use std::collections::VecDeque;
use std::sync::Arc;

use async_trait::async_trait;
use tracing::{debug, info, instrument, warn};

use spelldrill_domain::{CompletedResults, DomainError, Session, SessionResults, Task};
use spelldrill_services::PracticeApi;
use spelldrill_speech::{ListeningSession, RecognitionError, SpeechDevices};

use crate::analytics::SessionAnalytics;
use crate::error::PracticeError;
use crate::observer::{PracticeObserver, SilentObserver};
use crate::reveal::RevealSequence;
use crate::scoring::normalize_spoken;
use crate::session::{Answer, Effect, InputChannel, Outcome, PracticeSession, Prompt, Transition};
use crate::timings::SessionTimings;

/// What the learner did at a typed prompt.
#[derive(Debug, Clone, PartialEq, Eq)]
pub enum LearnerAction {
    Answer(String),
    RepeatWord,
    Leave,
}

#[async_trait]
pub trait TypedInput: Send {
    async fn next_action(&mut self, prompt: &Prompt) -> LearnerAction;
}

/// Plays back a fixed list of actions, then leaves.
#[derive(Debug, Default)]
pub struct ScriptedTypedInput {
    actions: VecDeque<LearnerAction>,
}

impl ScriptedTypedInput {
    pub fn new<I>(actions: I) -> Self
    where
        I: IntoIterator<Item = LearnerAction>,
    {
        Self {
            actions: actions.into_iter().collect(),
        }
    }

    pub fn answers<I, S>(answers: I) -> Self
    where
        I: IntoIterator<Item = S>,
        S: Into<String>,
    {
        Self::new(answers.into_iter().map(|a| LearnerAction::Answer(a.into())))
    }
}

#[async_trait]
impl TypedInput for ScriptedTypedInput {
    async fn next_action(&mut self, _prompt: &Prompt) -> LearnerAction {
        self.actions.pop_front().unwrap_or(LearnerAction::Leave)
    }
}

#[derive(Debug, Clone, PartialEq)]
pub struct SessionReport {
    pub session: Session,
    /// Counts kept on this device.
    pub local: SessionResults,
    /// The backend's verdict.
    pub reported: CompletedResults,
}

impl SessionReport {
    pub fn analytics(&self) -> SessionAnalytics {
        SessionAnalytics::new(self.reported.clone())
    }
}

#[derive(Debug, Clone, PartialEq)]
pub enum SessionEnd {
    Completed(SessionReport),
    /// The learner left before the last word; nothing was reported.
    Abandoned { results: SessionResults },
}

/// Drives a `PracticeSession` against real collaborators.
pub struct PracticeRunner {
    api: Arc<dyn PracticeApi>,
    devices: SpeechDevices,
    task: Task,
    typed: Box<dyn TypedInput>,
    observer: Box<dyn PracticeObserver>,
    timings: SessionTimings,
}

impl PracticeRunner {
    pub fn new(api: Arc<dyn PracticeApi>, devices: SpeechDevices, task: Task) -> Self {
        Self {
            api,
            devices,
            task,
            typed: Box::new(ScriptedTypedInput::default()),
            observer: Box::new(SilentObserver),
            timings: SessionTimings::default(),
        }
    }

    pub fn with_typed_input(mut self, typed: Box<dyn TypedInput>) -> Self {
        self.typed = typed;
        self
    }

    pub fn with_observer(mut self, observer: Box<dyn PracticeObserver>) -> Self {
        self.observer = observer;
        self
    }

    pub fn with_timings(mut self, timings: SessionTimings) -> Self {
        self.timings = timings;
        self
    }

    /// Run the session to completion or abandonment. Speech devices are
    /// released on every exit path.
    #[instrument(skip_all, fields(assignment = %self.task.assignment_id))]
    pub async fn run(mut self) -> Result<SessionEnd, PracticeError> {
        let outcome = self.drive().await;
        self.devices.release().await;
        outcome
    }

    async fn drive(&mut self) -> Result<SessionEnd, PracticeError> {
        let started = self
            .api
            .start_session(&self.task.assignment_id)
            .await
            .map_err(PracticeError::Bootstrap)?;
        for word in &started.words {
            word.validate()?;
            if self.task.voice_enabled() && normalize_spoken(&word.word_text).is_empty() {
                return Err(DomainError::validation(format!(
                    "word {} has no letters to spell aloud",
                    word.id
                ))
                .into());
            }
        }
        let mut session = PracticeSession::new(started.session, started.words, &self.task);
        info!(
            session = %session.session().id,
            words = session.word_count(),
            task_type = ?self.task.task_type,
            mode = self.task.test_input_mode.label(),
            "practice session started"
        );
        let mut listening = self.devices.listening_session();
        let mut pending = VecDeque::new();
        let begin = session.begin();
        self.observe(&session, &begin);
        pending.extend(begin.effects);

        loop {
            while let Some(effect) = pending.pop_front() {
                match effect {
                    Effect::Speak(text) => self.devices.speak(&text).await,
                    Effect::PlayDing => self.devices.ding().await,
                    Effect::Submit(record) => {
                        let id = &session.session().id;
                        if let Err(err) = self.api.submit_attempt(id, &record, None).await {
                            warn!(%err, session = %id, word = %record.word_id, "attempt not recorded");
                        }
                    }
                    Effect::Reveal(text) => {
                        let mut sequence = RevealSequence::new(&text, self.timings.reveal_pacing());
                        let observer = &mut self.observer;
                        sequence.play(|frame| observer.letter_revealed(frame)).await;
                        self.observer.reveal_finished();
                        let next = session.reveal_finished();
                        self.observe(&session, &next);
                        prepend(&mut pending, next);
                    }
                    Effect::ListenAgain => tokio::time::sleep(self.timings.relisten_delay()).await,
                    Effect::AdvanceLater => {
                        tokio::time::sleep(self.timings.advance_delay()).await;
                        let next = session.advance();
                        self.observe(&session, &next);
                        prepend(&mut pending, next);
                    }
                    Effect::Complete(results) => {
                        listening.stop().await;
                        return self.complete(session.session().clone(), results).await;
                    }
                    Effect::Notice(message) => self.observer.notice(&message),
                }
            }

            let Some(prompt) = session.prompt() else {
                warn!(stage = ?session.stage(), "no input expected and nothing pending");
                return Ok(abandon(&session, &mut listening).await);
            };
            self.observer.prompt(&prompt);
            let answer = match prompt.channel {
                InputChannel::Typing => match self.typed.next_action(&prompt).await {
                    LearnerAction::Answer(text) => Answer::Typed(text),
                    LearnerAction::RepeatWord => {
                        if let Some(word) = session.current_word() {
                            self.devices.speak(&word.word_text).await;
                        }
                        continue;
                    }
                    LearnerAction::Leave => return Ok(abandon(&session, &mut listening).await),
                },
                InputChannel::Voice => match listening.listen().await {
                    Ok(transcript) => Answer::Spoken(transcript),
                    Err(RecognitionError::Cancelled) => {
                        return Ok(abandon(&session, &mut listening).await)
                    }
                    Err(err) => {
                        self.observer.alert(err.title(), &err.to_string());
                        tokio::time::sleep(self.timings.relisten_delay()).await;
                        continue;
                    }
                },
            };
            let transition = session.submit(answer);
            self.observe(&session, &transition);
            let rejected = transition.outcome == Outcome::Rejected;
            pending.extend(transition.effects);
            if rejected && prompt.channel == InputChannel::Voice {
                pending.push_back(Effect::ListenAgain);
            }
        }
    }

    async fn complete(
        &mut self,
        session: Session,
        local: SessionResults,
    ) -> Result<SessionEnd, PracticeError> {
        let reported = self
            .api
            .complete_session(&session.id, &local)
            .await
            .map_err(PracticeError::Completion)?;
        info!(
            session = %session.id,
            correct = local.correct,
            total = local.total,
            accuracy = reported.accuracy_percentage,
            "practice session completed"
        );
        Ok(SessionEnd::Completed(SessionReport {
            session,
            local,
            reported,
        }))
    }

    fn observe(&mut self, session: &PracticeSession, transition: &Transition) {
        debug!(outcome = ?transition.outcome, effects = transition.effects.len(), "transition");
        match transition.outcome {
            Outcome::Ignored => return,
            Outcome::Started | Outcome::Advanced { .. } => {
                if let Some(word) = session.current_word() {
                    self.observer
                        .word_started(word, session.position(), session.word_count());
                }
            }
            _ => {}
        }
        self.observer.outcome(&transition.outcome);
        let results = session.results();
        self.observer.score(results.correct, results.total);
    }
}

fn prepend(pending: &mut VecDeque<Effect>, transition: Transition) {
    for effect in transition.effects.into_iter().rev() {
        pending.push_front(effect);
    }
}

async fn abandon(session: &PracticeSession, listening: &mut ListeningSession) -> SessionEnd {
    listening.stop().await;
    let results = session.results().clone();
    info!(
        session = %session.session().id,
        position = session.position(),
        "practice session abandoned"
    );
    SessionEnd::Abandoned { results }
}
use serde::{Deserialize, Serialize};
use time::OffsetDateTime;

use crate::ids::{AssignmentId, SessionId, WordId};

#[derive(Clone, Debug, Serialize, Deserialize, PartialEq)]
#[serde(rename_all = "camelCase")]
pub struct Session {
    pub id: SessionId,
    #[serde(default, alias = "taskAssignmentId")]
    pub assignment_id: Option<AssignmentId>,
    #[serde(default, with = "time::serde::rfc3339::option")]
    pub started_at: Option<OffsetDateTime>,
}

impl Session {
    pub fn new(id: impl Into<SessionId>, assignment_id: impl Into<AssignmentId>) -> Self {
        Self {
            id: id.into(),
            assignment_id: Some(assignment_id.into()),
            started_at: Some(OffsetDateTime::now_utc()),
        }
    }
}

#[derive(Clone, Copy, Debug, Serialize, Deserialize, PartialEq, Eq, Hash)]
#[serde(rename_all = "UPPERCASE")]
pub enum InputMethod {
    Voice,
    Typing,
}

#[derive(Clone, Debug, Serialize, Deserialize, PartialEq, Eq)]
#[serde(rename_all = "camelCase")]
pub struct AttemptRecord {
    pub word_id: WordId,
    pub user_input: String,
    pub input_method: InputMethod,
    pub is_correct: bool,
}

/// Counts kept on the device while a session runs.
#[derive(Clone, Debug, Default, Serialize, Deserialize, PartialEq, Eq)]
pub struct SessionResults {
    pub correct: u32,
    pub total: u32,
    pub attempts: Vec<AttemptRecord>,
}

/// Results computed by the backend when a session is completed.
#[derive(Clone, Debug, Default, Serialize, Deserialize, PartialEq)]
#[serde(rename_all = "camelCase", default)]
pub struct CompletedResults {
    pub accuracy_percentage: f32,
    pub correct_first_try: u32,
    pub total_words: u32,
    pub total_correct: u32,
    pub correct_definitions: u32,
    pub mastered: bool,
}

#[cfg(test)]
mod tests {
    use super::*;

    #[test]
    fn input_method_wire_names() {
        assert_eq!(serde_json::to_string(&InputMethod::Voice).unwrap(), "\"VOICE\"");
        assert_eq!(serde_json::to_string(&InputMethod::Typing).unwrap(), "\"TYPING\"");
    }

    #[test]
    fn completed_results_tolerate_missing_fields() {
        let results: CompletedResults =
            serde_json::from_str(r#"{"accuracyPercentage": 75, "totalWords": 4}"#).unwrap();
        assert_eq!(results.total_words, 4);
        assert_eq!(results.accuracy_percentage, 75.0);
        assert!(!results.mastered);
    }

    #[test]
    fn session_from_wire() {
        let session: Session = serde_json::from_str(
            r#"{"id": 9, "taskAssignmentId": 4, "startedAt": "2024-03-02T10:00:00Z"}"#,
        )
        .unwrap();
        assert_eq!(session.id.as_str(), "9");
        assert_eq!(session.assignment_id.unwrap().as_str(), "4");
        assert!(session.started_at.is_some());
    }
}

◆ ◆ ◆ ◆

THE TASK: If a line of the listing above contains "backend", pick it out and copy it.

SOLVED EXERCISE:
    /// The backend's verdict.
/// Results computed by the backend when a session is completed.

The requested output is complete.